Even after the chemotherapy had finished, I was still a wreck. I was so nervous of the world. So nervous of people. I was glued to my mam’s hip all the time, because I was still traumatised.

That’s the kind of mind-set I was in when my mam first heard about Barretstown. But do you know what… I wasn’t even interested. At the time it felt like just one more thing to be afraid of. But fortunately, after a lot of humming and hawing, we bit the bullet, and like my mam always says… I came back from camp a different child.

I remember crying on the drive to Barretstown. And my mam was crying as well. And if either of us had said the right thing, she probably would have turned the car around and driven us home. But somehow she got me there. It’s so hard to put into words all the wonderful things my Barretstown experience has done for me. But simply put, it’s changed my life. Or to be more accurate, amazing people like you, people who support Barretstown and make its magic possible… you made me the man I am today.

I remember the incredible welcome I got from the Caras. I can still see those big smiles. I remember Eimear, my nurse. An incredible woman who I looked up to so much. I wanted to be just like her, helping children in the amazing calm, confident way she did. She’s been a huge inspiration in my life. In fact, she’s the reason I’m a nurse today. And the reason I’ve been back to Barretstown as a volunteer Cara, and as a volunteer nurse.

And whenever I’m there, it always comes flooding back to me whenever I see a kid jumping out of their boots to tell their mam and dad all the things they’ve done on camp. And their parents’ faces lighting up in amazement at this child who’s so different to the one they dropped off.

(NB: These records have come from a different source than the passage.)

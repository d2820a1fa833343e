//! Upload ledger entries: one audit record per submitted file.

use chrono::{DateTime, Utc};
use serde::Serialize;
use std::fmt;
use std::str::FromStr;
use uuid::Uuid;

/// Lifecycle of an upload record. `Done` and `Failed` are terminal.
#[derive(Debug, Clone, Copy, PartialEq, Eq, Serialize)]
#[serde(rename_all = "lowercase")]
pub enum UploadStatus {
    Processing,
    Done,
    Failed,
}

impl UploadStatus {
    pub fn as_str(&self) -> &'static str {
        match self {
            UploadStatus::Processing => "processing",
            UploadStatus::Done => "done",
            UploadStatus::Failed => "failed",
        }
    }

    pub fn is_terminal(&self) -> bool {
        !matches!(self, UploadStatus::Processing)
    }
}

impl fmt::Display for UploadStatus {
    fn fmt(&self, f: &mut fmt::Formatter<'_>) -> fmt::Result {
        f.write_str(self.as_str())
    }
}

impl FromStr for UploadStatus {
    type Err = String;

    fn from_str(s: &str) -> Result<Self, Self::Err> {
        match s {
            "processing" => Ok(UploadStatus::Processing),
            "done" => Ok(UploadStatus::Done),
            "failed" => Ok(UploadStatus::Failed),
            other => Err(format!("unknown upload status '{}'", other)),
        }
    }
}

impl TryFrom<String> for UploadStatus {
    type Error = String;

    fn try_from(value: String) -> Result<Self, Self::Error> {
        value.parse()
    }
}

/// Fields known when a run starts
#[derive(Debug, Clone)]
pub struct NewUpload {
    pub user_id: String,
    pub filename: String,
}

/// Partial update; `None` leaves the stored column untouched
#[derive(Debug, Clone, Default, PartialEq)]
pub struct UploadUpdate {
    pub status: Option<UploadStatus>,
    pub total_rows: Option<i32>,
    pub valid_rows: Option<i32>,
    pub invalid_rows: Option<i32>,
    pub error: Option<String>,
}

impl UploadUpdate {
    pub fn counts(total: usize, valid: usize, invalid: usize) -> Self {
        Self {
            total_rows: Some(count_to_i32(total)),
            valid_rows: Some(count_to_i32(valid)),
            invalid_rows: Some(count_to_i32(invalid)),
            ..Self::default()
        }
    }

    pub fn done() -> Self {
        Self {
            status: Some(UploadStatus::Done),
            ..Self::default()
        }
    }

    pub fn failed(error: impl Into<String>) -> Self {
        Self {
            status: Some(UploadStatus::Failed),
            error: Some(error.into()),
            ..Self::default()
        }
    }
}

fn count_to_i32(n: usize) -> i32 {
    i32::try_from(n).unwrap_or(i32::MAX)
}

/// Stored upload record (`uploads`)
#[derive(Debug, Clone, PartialEq, Serialize, sqlx::FromRow)]
pub struct UploadRecord {
    pub id: Uuid,
    pub user_id: String,
    pub filename: String,
    #[sqlx(try_from = "String")]
    pub status: UploadStatus,
    pub total_rows: i32,
    pub valid_rows: i32,
    pub invalid_rows: i32,
    pub error: Option<String>,
    pub created_at: DateTime<Utc>,
    pub finished_at: Option<DateTime<Utc>>,
}

impl UploadRecord {
    /// Fresh record in `processing` state
    pub fn start(id: Uuid, new: &NewUpload) -> Self {
        Self {
            id,
            user_id: new.user_id.clone(),
            filename: new.filename.clone(),
            status: UploadStatus::Processing,
            total_rows: 0,
            valid_rows: 0,
            invalid_rows: 0,
            error: None,
            created_at: Utc::now(),
            finished_at: None,
        }
    }

    /// Apply a partial update the same way the SQL `COALESCE` update does
    pub fn apply(&mut self, update: &UploadUpdate) {
        if let Some(status) = update.status {
            self.status = status;
            if status.is_terminal() {
                self.finished_at = Some(Utc::now());
            }
        }
        if let Some(n) = update.total_rows {
            self.total_rows = n;
        }
        if let Some(n) = update.valid_rows {
            self.valid_rows = n;
        }
        if let Some(n) = update.invalid_rows {
            self.invalid_rows = n;
        }
        if update.error.is_some() {
            self.error = update.error.clone();
        }
    }
}
use async_trait::async_trait;
use sqlx::postgres::PgPoolOptions;
use sqlx::{PgPool, Postgres, QueryBuilder};
use uuid::Uuid;

use super::{dedupe_by_fingerprint, CatalogSource, ObservationStore, StoreError, UploadLedger};
use crate::ledger::{NewUpload, UploadRecord, UploadUpdate};
use crate::model::{Block, Farm, Observation};

/// Catalog, observations and upload ledger over the hosted Postgres schema
#[derive(Clone)]
pub struct PgStore {
    pool: PgPool,
}

impl PgStore {
    pub fn new(pool: PgPool) -> Self {
        Self { pool }
    }

    pub async fn connect(db_url: &str, max_connections: u32) -> Result<Self, StoreError> {
        let pool = PgPoolOptions::new()
            .max_connections(max_connections)
            .connect(db_url)
            .await?;
        Ok(Self { pool })
    }

    pub fn pool(&self) -> &PgPool {
        &self.pool
    }
}

#[async_trait]
impl CatalogSource for PgStore {
    async fn fetch_farms(&self) -> Result<Vec<Farm>, StoreError> {
        let farms = sqlx::query_as::<_, Farm>(
            "SELECT id, nombre AS name, geojson AS boundary FROM fincas ORDER BY nombre",
        )
        .fetch_all(&self.pool)
        .await?;
        Ok(farms)
    }

    async fn fetch_blocks_by_farm(&self, farm_id: Uuid) -> Result<Vec<Block>, StoreError> {
        let blocks = sqlx::query_as::<_, Block>(
            r#"
            SELECT id,
                   finca_id AS farm_id,
                   nombre AS name,
                   plantas_total::int4 AS plant_count,
                   porcentaje::float8 AS sample_pct,
                   plantas_muestreo::int4 AS sample_count
            FROM bloques
            WHERE finca_id = $1
            ORDER BY nombre
            "#,
        )
        .bind(farm_id)
        .fetch_all(&self.pool)
        .await?;
        Ok(blocks)
    }
}

#[async_trait]
impl ObservationStore for PgStore {
    async fn upsert_observations(&self, rows: &[Observation]) -> Result<(), StoreError> {
        if rows.is_empty() {
            return Ok(());
        }
        // ON CONFLICT cannot touch the same key twice in one statement
        let rows = dedupe_by_fingerprint(rows);

        let mut qb: QueryBuilder<Postgres> = QueryBuilder::new(
            "INSERT INTO monitoreos (fecha, finca_id, bloque_id, lat, lon, tecnico, \
             brotes_pos, hojas_adultas_pos, limones_pos, botones_pos, yemas_pos, fingerprint) ",
        );
        qb.push_values(rows, |mut b, row| {
            b.push_bind(row.date)
                .push_bind(row.farm_id)
                .push_bind(row.block_id)
                .push_bind(row.lat)
                .push_bind(row.lon)
                .push_bind(row.technician.clone())
                .push_bind(row.shoots)
                .push_bind(row.mature_leaves)
                .push_bind(row.fruits)
                .push_bind(row.flower_buds)
                .push_bind(row.buds)
                .push_bind(row.fingerprint.clone());
        });
        qb.push(
            r#"
            ON CONFLICT (fingerprint) DO UPDATE SET
                fecha = EXCLUDED.fecha,
                finca_id = EXCLUDED.finca_id,
                bloque_id = EXCLUDED.bloque_id,
                lat = EXCLUDED.lat,
                lon = EXCLUDED.lon,
                tecnico = EXCLUDED.tecnico,
                brotes_pos = EXCLUDED.brotes_pos,
                hojas_adultas_pos = EXCLUDED.hojas_adultas_pos,
                limones_pos = EXCLUDED.limones_pos,
                botones_pos = EXCLUDED.botones_pos,
                yemas_pos = EXCLUDED.yemas_pos
            "#,
        );

        qb.build().execute(&self.pool).await?;
        Ok(())
    }
}

#[async_trait]
impl UploadLedger for PgStore {
    async fn create_upload_record(&self, new: &NewUpload) -> Result<Uuid, StoreError> {
        let id = Uuid::new_v4();
        sqlx::query(
            r#"
            INSERT INTO uploads (id, user_id, filename, status, total_rows, valid_rows, invalid_rows)
            VALUES ($1, $2, $3, 'processing', 0, 0, 0)
            "#,
        )
        .bind(id)
        .bind(&new.user_id)
        .bind(&new.filename)
        .execute(&self.pool)
        .await?;
        Ok(id)
    }

    async fn update_upload_record(
        &self,
        id: Uuid,
        update: &UploadUpdate,
    ) -> Result<(), StoreError> {
        let terminal = update.status.map(|s| s.is_terminal()).unwrap_or(false);
        let result = sqlx::query(
            r#"
            UPDATE uploads
            SET status = COALESCE($2, status),
                total_rows = COALESCE($3, total_rows),
                valid_rows = COALESCE($4, valid_rows),
                invalid_rows = COALESCE($5, invalid_rows),
                error = COALESCE($6, error),
                finished_at = CASE WHEN $7 THEN now() ELSE finished_at END
            WHERE id = $1
            "#,
        )
        .bind(id)
        .bind(update.status.map(|s| s.as_str()))
        .bind(update.total_rows)
        .bind(update.valid_rows)
        .bind(update.invalid_rows)
        .bind(update.error.as_deref())
        .bind(terminal)
        .execute(&self.pool)
        .await?;

        if result.rows_affected() == 0 {
            return Err(StoreError::UploadNotFound(id));
        }
        Ok(())
    }

    async fn get_upload_record(&self, id: Uuid) -> Result<Option<UploadRecord>, StoreError> {
        let record = sqlx::query_as::<_, UploadRecord>(
            r#"
            SELECT id, user_id, filename, status, total_rows, valid_rows, invalid_rows,
                   error, created_at, finished_at
            FROM uploads
            WHERE id = $1
            "#,
        )
        .bind(id)
        .fetch_optional(&self.pool)
        .await?;
        Ok(record)
    }

    async fn list_upload_records(&self, limit: i64) -> Result<Vec<UploadRecord>, StoreError> {
        let records = sqlx::query_as::<_, UploadRecord>(
            r#"
            SELECT id, user_id, filename, status, total_rows, valid_rows, invalid_rows,
                   error, created_at, finished_at
            FROM uploads
            ORDER BY created_at DESC
            LIMIT $1
            "#,
        )
        .bind(limit)
        .fetch_all(&self.pool)
        .await?;
        Ok(records)
    }
}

Another really emotional memory I hold dear from Barretstown was the way my illness was never an issue. The only time the Caras raised it was to tell us it wasn’t important, that your illness doesn’t define you as a person. I remember one Cara simply saying:

“It doesn’t matter what disease you have or what you’ve been through. Everyone here’s been through the same thing. You’re here for camp, and you’re going to have the best craic ever. That’s it.”

I remember doing all the activities, and the amazing feeling of confidence that grew inside me as they helped me to achieve things I couldn’t believe I could possibly do in a million years.

Like the high ropes . . . that was my big challenge. Then later, when we’re all sitting around in a circle in the evening sharing all the good things we’ve achieved during the day, your Cara will say something like . . .

 “Just look at what you’ve learned at camp today. Look what you’ve achieved, even though you thought you couldn’t. You can take that out into the world with you and you can achieve anything. No way an illness is going to stop you from achieving your goals.”

You go back out into the world feeling yourself again. Feeling better than yourself. Knowing that you can achieve anything you really want to achieve in life. And that feeling stays. I’m living proof. I’m a nurse now, working on an oncology ward – which is exactly what I wanted to be more than anything else in the world.

There’s another child out there right now who needs the magic of Barretstown. Just as I did back in 2000, even though I didn’t realise it at the time. So please help bring another child with cancer to camp.

Barretstown is life changing. Barretstown is incredible. Barretstown is magical.

But only because you make it life changing, incredible, and magical through your generosity and kindness. You do that.”